From the listing below, copy each line where "traces" occurs.

=== Section Start ===

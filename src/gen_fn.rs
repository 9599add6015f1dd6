//! The generative function protocol
//!
//! Every execution strategy and combinator implements [`GenerativeFunction`].
//! Callers only ever hold `Arc<dyn GenerativeFunction>` and `Arc<dyn Trace>`,
//! so interpreted functions, compiled functions and combinators nest freely.

use std::fmt;
use std::sync::atomic::{AtomicU64, Ordering};
use std::sync::Arc;

use rand::RngCore;

use crate::choices::{AddressSet, ChoiceMap};
use crate::diff::Diff;
use crate::error::{GenError, GenResult};
use crate::trace::{ExtendOutcome, Proposal, RegenerateOutcome, TraceRef, UpdateOutcome};
use crate::value::Value;

/// Identity of a generative function, stamped into the traces it produces
#[derive(Clone, Copy, Debug, PartialEq, Eq, Hash)]
pub struct FnId(u64);

impl FnId {
    pub(crate) fn fresh() -> Self {
        static NEXT: AtomicU64 = AtomicU64::new(1);
        Self(NEXT.fetch_add(1, Ordering::Relaxed))
    }

    /// Fail with `TraceMismatch` unless `other` is this identity
    pub(crate) fn check(self, other: FnId, name: &str) -> GenResult<()> {
        if self == other {
            Ok(())
        } else {
            Err(GenError::TraceMismatch {
                expected: format!("trace of {}", name),
                found: "trace of another generative function".to_string(),
            })
        }
    }
}

/// A function that makes random choices at addresses and records them in traces
pub trait GenerativeFunction: Send + Sync + fmt::Debug {
    /// Name used in logs and error messages
    fn name(&self) -> &str;

    /// Execute once under partial `constraints`.
    ///
    /// Returns the trace and the importance weight: the log-density of the
    /// constrained choices. With every choice constrained, `weight == score`.
    fn generate(
        &self,
        args: &[Value],
        constraints: &ChoiceMap,
        rng: &mut dyn RngCore,
    ) -> GenResult<(TraceRef, f64)>;

    /// Move `trace` to new arguments and new values at the constrained addresses
    fn update(
        &self,
        trace: &TraceRef,
        args: &[Value],
        argdiffs: &[Diff],
        constraints: &ChoiceMap,
        rng: &mut dyn RngCore,
    ) -> GenResult<UpdateOutcome>;

    /// Resample the selected addresses of `trace` from their prior
    fn regenerate(
        &self,
        trace: &TraceRef,
        args: &[Value],
        argdiffs: &[Diff],
        selection: &AddressSet,
        rng: &mut dyn RngCore,
    ) -> GenResult<RegenerateOutcome>;

    /// Grow `trace` with new choices; existing choices keep their values
    fn extend(
        &self,
        trace: &TraceRef,
        args: &[Value],
        argdiffs: &[Diff],
        constraints: &ChoiceMap,
        rng: &mut dyn RngCore,
    ) -> GenResult<ExtendOutcome>;

    /// Log-density of `choices`, which must cover every choice the execution makes
    fn assess(
        &self,
        args: &[Value],
        choices: &ChoiceMap,
        rng: &mut dyn RngCore,
    ) -> GenResult<(f64, Value)>;

    /// Execute once without constraints
    fn simulate(&self, args: &[Value], rng: &mut dyn RngCore) -> GenResult<TraceRef> {
        self.generate(args, &ChoiceMap::new(), rng)
            .map(|(trace, _)| trace)
    }

    /// Sample choices together with the log-density of proposing them
    fn propose(&self, args: &[Value], rng: &mut dyn RngCore) -> GenResult<Proposal> {
        let trace = self.simulate(args, rng)?;
        Ok(Proposal {
            choices: trace.choices(),
            weight: trace.project(&AddressSet::all()),
            retval: trace.retval().clone(),
        })
    }
}

/// Shared handle to a generative function
pub type GenFnRef = Arc<dyn GenerativeFunction>;

/// True if both handles point at the same generative function
pub fn same_fn(a: &GenFnRef, b: &GenFnRef) -> bool {
    Arc::as_ptr(a) as *const () == Arc::as_ptr(b) as *const ()
}

/// Noise contribution of `selection` in `trace`
pub fn project(trace: &TraceRef, selection: &AddressSet) -> f64 {
    trace.project(selection)
}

=== Section End ===

### Final answer
/// Identity of a generative function, stamped into the traces it produces
/// A function that makes random choices at addresses and records them in traces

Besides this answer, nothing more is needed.